Les moines, par autorisation extraordinaire de leur Abbé prenaient encore deux repas par jour. Mais c’était déjà l’époque de leur grand jeûne qui commence environ septembre et se prolonge jusqu’à Pâques. Pendant ce temps, ils ne mangent qu’une fois toutes les vingt-quatre heures et cela, à deux heures de l’après-midi, douze heures après avoir commencé la fatigue et la veille quotidiennes. Leurs mets sont peu abondants, et même de ceux-là, ils ne prennent qu’avec parcimonie et, bien qu’à chacun soit attribué un petit carafon de vin, beaucoup s’abstiennent de cette douceur. Sans doute la plupart des hommes de toute évidence se nourrissent trop ; nos repas servent non seulement à nous sustenter, mais à nous procurer une heureuse et normale diversion aux labeurs de la vie. Pourtant, bien que l’excès soit préjudiciable à la santé, j’aurais cru suffisant ce régime des Trappistes. Et je suis étonné, lorsque j’y repense, de la fraîcheur de visage et de la gaieté d’humeur de tous ceux que j’ai vus. Des gens de meilleure compagnie et mieux portants, je peux à peine l’imaginer. Et, en fait, sur ce plateau sinistre, et avec l’incessant travail des moines, la vie est d’une durée incertaine et la mort visiteuse fréquente à Notre-Dame des Neiges. C’est ce que, du moins, l’on m’affirmait. Pourtant s’ils meurent sans regret, ils doivent en même temps vivre sans maladie, car tous semblent de chair ferme et hauts en couleur. L’unique signe morbide que je pouvais remarquer, un anormal éclat du regard, tendant plutôt à accroître l’impression générale de longévité et de vigueur.

Ceux auxquels j’ai parlé étaient de caractère singulièrement doux avec ce que je ne puis nommer qu’un sain contentement d’âme dans la physionomie et les propos.
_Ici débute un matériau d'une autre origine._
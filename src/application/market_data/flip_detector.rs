use crate::domain::errors::FeatureError;

/// Cross-over event between two aligned series.
#[derive(Debug, Clone, Copy, PartialEq, Eq)]
pub enum Flip {
    NoChange,
    Upward,
    Downward,
}

impl Flip {
    pub fn encode(self) -> f64 {
        match self {
            Flip::NoChange => 0.0,
            Flip::Upward => 1.0,
            Flip::Downward => -1.0,
        }
    }
}

/// Left-to-right scan remembering which side series A was last on.
///
/// Equal values (a zero difference) and NaN do not count as a side, so a
/// touch without a cross is not reported.
#[derive(Debug, Clone, Default, PartialEq, Eq)]
pub struct FlipDetector {
    last_was_above: Option<bool>,
}

impl FlipDetector {
    pub fn new() -> Self {
        Self::default()
    }

    pub fn next(&mut self, a: f64, b: f64) -> Flip {
        let diff = a - b;
        let is_above = if diff > 0.0 {
            true
        } else if diff < 0.0 {
            false
        } else {
            return Flip::NoChange;
        };

        let flip = match self.last_was_above {
            Some(false) if is_above => Flip::Upward,
            Some(true) if !is_above => Flip::Downward,
            _ => Flip::NoChange,
        };
        self.last_was_above = Some(is_above);
        flip
    }
}

pub fn detect_flips(a: &[f64], b: &[f64]) -> Result<Vec<Flip>, FeatureError> {
    if a.len() != b.len() {
        return Err(FeatureError::MalformedSeries {
            reason: format!("flip inputs have lengths {} and {}", a.len(), b.len()),
        });
    }
    let mut detector = FlipDetector::new();
    Ok(a.iter().zip(b).map(|(x, y)| detector.next(*x, *y)).collect())
}

#[cfg(test)]
mod tests {
    use super::*;

    #[test]
    fn test_first_output_is_no_change() {
        let flips = detect_flips(&[5.0], &[1.0]).unwrap();
        assert_eq!(flips, vec![Flip::NoChange]);
    }

    #[test]
    fn test_single_upward_cross() {
        let a = [1.0, 2.0, 3.0, 6.0, 7.0, 8.0];
        let b = [5.0, 5.0, 5.0, 5.0, 5.0, 5.0];
        let flips = detect_flips(&a, &b).unwrap();

        for (i, flip) in flips.iter().enumerate() {
            let expected = if i == 3 { Flip::Upward } else { Flip::NoChange };
            assert_eq!(*flip, expected, "index {}", i);
        }
    }

    #[test]
    fn test_downward_cross_and_encoding() {
        let flips = detect_flips(&[3.0, 1.0], &[2.0, 2.0]).unwrap();
        assert_eq!(flips, vec![Flip::NoChange, Flip::Downward]);
        assert_eq!(flips[1].encode(), -1.0);
        assert_eq!(Flip::Upward.encode(), 1.0);
    }

    #[test]
    fn test_touch_then_cross_counts_once() {
        // below, touch, above
        let flips = detect_flips(&[1.0, 2.0, 3.0], &[2.0, 2.0, 2.0]).unwrap();
        assert_eq!(flips, vec![Flip::NoChange, Flip::NoChange, Flip::Upward]);
    }

    #[test]
    fn test_length_mismatch_rejected() {
        assert!(detect_flips(&[1.0, 2.0], &[1.0]).is_err());
    }
}
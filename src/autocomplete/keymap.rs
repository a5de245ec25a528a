//! Key bindings for the autocomplete component.

use super::types::Surface;
use crate::key::{self, new_binding, with_help, with_keys_str, Binding, KeyPress};
use crossterm::event::KeyModifiers;

/// How far shift+arrow moves the highlight.
pub const FAST_MOVE_AMOUNT: i64 = 5;

/// What a routed key press does.
#[derive(Debug, Clone, Copy, PartialEq, Eq)]
pub enum KeyAction {
    /// Move the highlight by this many items.
    Move(i64),
    /// Commit the highlighted item if the menu is open.
    SelectHighlighted,
    /// Close the menu and restore the input text.
    Reset,
    /// Button only: open the menu, or close/commit when it is open.
    Toggle,
}

/// Key bindings for the input and the toggle button.
///
/// The input consults every binding except `toggle`, since a space typed
/// into the input is text.
#[derive(Debug, Clone)]
pub struct KeyMap {
    /// Move the highlight down one item.
    pub highlight_next: Binding,
    /// Move the highlight down several items.
    pub highlight_next_fast: Binding,
    /// Move the highlight up one item.
    pub highlight_prev: Binding,
    /// Move the highlight up several items.
    pub highlight_prev_fast: Binding,
    /// Commit the highlighted item.
    pub select: Binding,
    /// Dismiss the menu.
    pub dismiss: Binding,
    /// Open or close the menu from the button.
    pub toggle: Binding,
}

impl Default for KeyMap {
    fn default() -> Self {
        default_key_map()
    }
}

/// The stock bindings: arrows, shift+arrows, enter, escape and space.
pub fn default_key_map() -> KeyMap {
    KeyMap {
        highlight_next: new_binding(vec![with_keys_str(&["down"]), with_help("↓", "next")]),
        highlight_next_fast: new_binding(vec![
            with_keys_str(&["shift+down"]),
            with_help("⇧↓", "skip down"),
        ]),
        highlight_prev: new_binding(vec![with_keys_str(&["up"]), with_help("↑", "previous")]),
        highlight_prev_fast: new_binding(vec![
            with_keys_str(&["shift+up"]),
            with_help("⇧↑", "skip up"),
        ]),
        select: new_binding(vec![with_keys_str(&["enter"]), with_help("enter", "select")]),
        dismiss: new_binding(vec![with_keys_str(&["esc"]), with_help("esc", "dismiss")]),
        toggle: new_binding(vec![with_keys_str(&["space"]), with_help("space", "toggle menu")]),
    }
}

impl KeyMap {
    /// Looks up the action bound to `press` on `surface`.
    ///
    /// An exact match wins. Otherwise modifiers other than shift are
    /// dropped, then shift too, so ctrl+down still moves one item and
    /// alt+shift+down still moves five.
    pub fn action(&self, press: &KeyPress, surface: Surface) -> Option<KeyAction> {
        let shift_only = KeyPress::new(press.code, press.mods & KeyModifiers::SHIFT);
        let bare = KeyPress::new(press.code, KeyModifiers::NONE);
        [*press, shift_only, bare]
            .iter()
            .find_map(|p| self.exact_action(p, surface))
    }

    fn exact_action(&self, press: &KeyPress, surface: Surface) -> Option<KeyAction> {
        if self.highlight_next_fast.matches_press(press) {
            Some(KeyAction::Move(FAST_MOVE_AMOUNT))
        } else if self.highlight_next.matches_press(press) {
            Some(KeyAction::Move(1))
        } else if self.highlight_prev_fast.matches_press(press) {
            Some(KeyAction::Move(-FAST_MOVE_AMOUNT))
        } else if self.highlight_prev.matches_press(press) {
            Some(KeyAction::Move(-1))
        } else if self.select.matches_press(press) {
            Some(KeyAction::SelectHighlighted)
        } else if self.dismiss.matches_press(press) {
            Some(KeyAction::Reset)
        } else if surface == Surface::Button && self.toggle.matches_press(press) {
            Some(KeyAction::Toggle)
        } else {
            None
        }
    }
}

impl key::KeyMap for KeyMap {
    fn short_help(&self) -> Vec<&Binding> {
        vec![
            &self.highlight_next,
            &self.highlight_prev,
            &self.select,
            &self.dismiss,
        ]
    }

    fn full_help(&self) -> Vec<Vec<&Binding>> {
        vec![
            vec![
                &self.highlight_next,
                &self.highlight_prev,
                &self.highlight_next_fast,
                &self.highlight_prev_fast,
            ],
            vec![&self.select, &self.dismiss, &self.toggle],
        ]
    }
}

#[cfg(test)]
mod tests {
    use super::*;
    use crossterm::event::{KeyCode, KeyModifiers};

    #[test]
    fn test_arrows_and_shift_arrows() {
        let km = default_key_map();
        let down = KeyPress::from(KeyCode::Down);
        let shift_up = KeyPress::from((KeyCode::Up, KeyModifiers::SHIFT));
        assert_eq!(km.action(&down, Surface::Input), Some(KeyAction::Move(1)));
        assert_eq!(
            km.action(&shift_up, Surface::Input),
            Some(KeyAction::Move(-FAST_MOVE_AMOUNT))
        );
    }

    #[test]
    fn test_space_only_on_button() {
        let km = default_key_map();
        let space = KeyPress::from(KeyCode::Char(' '));
        assert_eq!(km.action(&space, Surface::Input), None);
        assert_eq!(km.action(&space, Surface::Button), Some(KeyAction::Toggle));
    }

    #[test]
    fn test_enter_and_escape() {
        let km = default_key_map();
        assert_eq!(
            km.action(&KeyPress::from(KeyCode::Enter), Surface::Button),
            Some(KeyAction::SelectHighlighted)
        );
        assert_eq!(
            km.action(&KeyPress::from(KeyCode::Esc), Surface::Input),
            Some(KeyAction::Reset)
        );
        assert_eq!(km.action(&KeyPress::from(KeyCode::Char('x')), Surface::Input), None);
    }

    #[test]
    fn test_extra_modifiers_fall_back_to_plain_bindings() {
        let km = default_key_map();
        let ctrl_down = KeyPress::from((KeyCode::Down, KeyModifiers::CONTROL));
        let alt_shift_up = KeyPress::from((KeyCode::Up, KeyModifiers::ALT | KeyModifiers::SHIFT));
        let shift_enter = KeyPress::from((KeyCode::Enter, KeyModifiers::SHIFT));
        assert_eq!(km.action(&ctrl_down, Surface::Input), Some(KeyAction::Move(1)));
        assert_eq!(
            km.action(&alt_shift_up, Surface::Input),
            Some(KeyAction::Move(-FAST_MOVE_AMOUNT))
        );
        assert_eq!(km.action(&shift_enter, Surface::Button), Some(KeyAction::SelectHighlighted));
        let ctrl_x = KeyPress::from((KeyCode::Char('x'), KeyModifiers::CONTROL));
        assert_eq!(km.action(&ctrl_x, Surface::Input), None);
    }
}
Il y a un avis, à la direction des visiteurs, invitant ceux-ci à ne se point formaliser des rares paroles de ceux qui les servent, puisque c’est le propre des moines de parler peu. On aurait pu se dispenser de cet avis. Pour chacun, les hospitaliers étaient tout débordants d’innocents bavardages et, dans ma pratique de la communauté, il était plus facile d’aborder une conversation que de la rompre. À l’exception du Père Michel, qui était un homme du monde, ils témoignaient tous d’un bel intérêt sans feinte pour n’importe quel sujet : politique, voyage, mon sac de couchage. Et non sans éprouver une certaine jouissance à entendre le son de leur propre voix.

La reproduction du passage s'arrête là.